小説「獄中の元弁護士」(25) 「検閲済の手紙」
「2338番、手紙!」
工場での作業を終え、共同室に戻った菅田の下に1通の封書が届けられた。
「ここに指印押して!」
「はい。ありがとうございました。」
受領の証は左手の人差し指による指印だ。
差出人は破産管財人の下田弁護士だ。菅田は早速、中の便箋を出して読み始めた。検閲のため、既に封は切られている。
「 ご 報 告
謹啓 時下益々ご清祥のこととお慶び申し上げます。
ご依頼の件、当事者の南川様にお会いいたしましたのでご報告させていただきます。なお、先方は現在、福井県に在住のため、面会に一定の時間を要しましたことご理解の程お願い申し上げます。
さて、南川様ですが、未だ相手方において事業上の不備を問う姿勢は具体的には示されていないとのことでありました。
尤も南川様としてご自身の不備はお認めになっており、この点につき訴訟リスクが存することは十分認識はしておられました。
古谷様の当該事業における役割ですが、南川様の認識としては業務に関し秘密として保持される事項につき触れられる立場になく、従って秘密保持の誓約書面の交付を求めることもしていないとの回答でありました。それ故、当職において、南川様に対し、古谷様については当該事業の全体像について詳細は把握していないという認識でよいものか重ねて尋ねてその旨確認することができたので、これをその証とすべく書面化し翌日再度お会いし、ご署名いただきました。
なお、他の従業員の方につきましても本件に関してご事情をお聞きする機会を得たい旨お伝えし、ご連絡先を伺いましたので順要な限りの確認作業をして参ります。
また、ご報告をさせていただきます。 敬白 」
(全く下田さんも俺がご清祥のわけないじゃあないか。刑務所でご清祥ってのも人が悪いなあ。)

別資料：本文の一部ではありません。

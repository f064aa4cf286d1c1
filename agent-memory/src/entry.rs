//! A single recorded task outcome.

use std::time::Duration;

use chrono::{DateTime, Utc};
use serde::{Deserialize, Serialize};

/// Immutable record of one finished task.
///
/// Entries are created once, when the task finishes, and never change
/// afterwards; they leave the history only through compaction or a clear.
#[derive(Debug, Clone, PartialEq, Eq, Serialize, Deserialize)]
pub struct MemoryEntry {
    id: u64,
    timestamp: DateTime<Utc>,
    task: String,
    #[serde(default, skip_serializing_if = "Option::is_none")]
    result: Option<String>,
    success: bool,
    duration: Duration,
    #[serde(default, skip_serializing_if = "Option::is_none")]
    learning: Option<String>,
}

impl MemoryEntry {
    pub(crate) fn new(
        id: u64,
        task: String,
        result: Option<String>,
        success: bool,
        duration: Duration,
        learning: Option<String>,
    ) -> Self {
        Self {
            id,
            timestamp: Utc::now(),
            task,
            result,
            success,
            duration,
            learning,
        }
    }

    /// Monotonic identifier, unique within one memory instance.
    #[must_use]
    pub const fn id(&self) -> u64 {
        self.id
    }

    /// Time the entry was recorded.
    #[must_use]
    pub const fn timestamp(&self) -> DateTime<Utc> {
        self.timestamp
    }

    /// Description of the task.
    #[must_use]
    pub fn task(&self) -> &str {
        &self.task
    }

    /// Description of the result, absent for failed tasks.
    #[must_use]
    pub fn result(&self) -> Option<&str> {
        self.result.as_deref()
    }

    /// Whether the task succeeded.
    #[must_use]
    pub const fn is_success(&self) -> bool {
        self.success
    }

    /// Time spent processing the task.
    #[must_use]
    pub const fn duration(&self) -> Duration {
        self.duration
    }

    /// Learning captured alongside the outcome.
    #[must_use]
    pub fn learning(&self) -> Option<&str> {
        self.learning.as_deref()
    }

    /// Case-insensitive match of an already lower-cased needle against the
    /// task, result, and learning text.
    pub(crate) fn mentions(&self, needle: &str) -> bool {
        let hit = |text: &str| text.to_lowercase().contains(needle);
        hit(&self.task)
            || self.result.as_deref().is_some_and(hit)
            || self.learning.as_deref().is_some_and(hit)
    }
}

下田弁護士が南川こと北山に署名させた書面というのはいわゆる刑事事件における弁護人面前調書である。弁護士がこうした手法を取ることは滅多にないが、特に捜査機関の調書の取り方が乱暴なことが予想される場合に事前に弁護士が聴取した内容をこのように書面化しておくことがある。供述した者もこのような書面を作成することで自身の頭の中を整理することができる点で、事後、捜査機関による取調べの際に対応を間違えることが少なくもなるのだ。
この書面に供述者として署名させることに収容している施設側は必ずしも協力的ではない。そのような場合はその聴取時に作成したものとして、公証役場で直ちに確定日付をとる。今回がどのように作成されたかはこの手紙だけでは不明である。
古谷とは新庄のことで相違ない。どうやら新庄が言っていることに嘘はなさそうである。北山も新庄が本件に深く関与し事情を知っていたか否かということに関しては否定的のようだ。
また、下田弁護士が他の従業員と言っているのは練馬区豊玉上に北山と同行した2人の若い男のことだろう。これから聴取を試みるとの報告だ。
いずれにしても捜査機関は不審な車に目をつけて新庄から聴取し始めたということで、まだ実行犯に対しては具体的に動けていないらしい。
弁護人の活動は早ければ早いほどいい。そんなことは当然のことだ。北山らがテレビを窃取した事件の新庄を担当した弁護士など持っての他だ。菅田からすれば、弁護過誤だと言いたいくらいだった。
「新庄さん、北山の豊玉上の事件に関する新庄さんの役割に関する認識は新庄さんと違わないようでした。今、証拠固めをしている最中です。」
「あっ、はい。本当ですか。ありがとうございます。一体どうやって…。」
「まあ、細かいことはいいでしょう。それより新庄さん、覚悟を決めて私の提案を受け入れていただきたいのですが」
「何ですか。」
「豊玉上の事案に合わせて、今ここに収容されている事件について再審請求をしませんか?」
「再審ですか…。」
新庄は菅田の考えていることの全ては理解することができないでいた。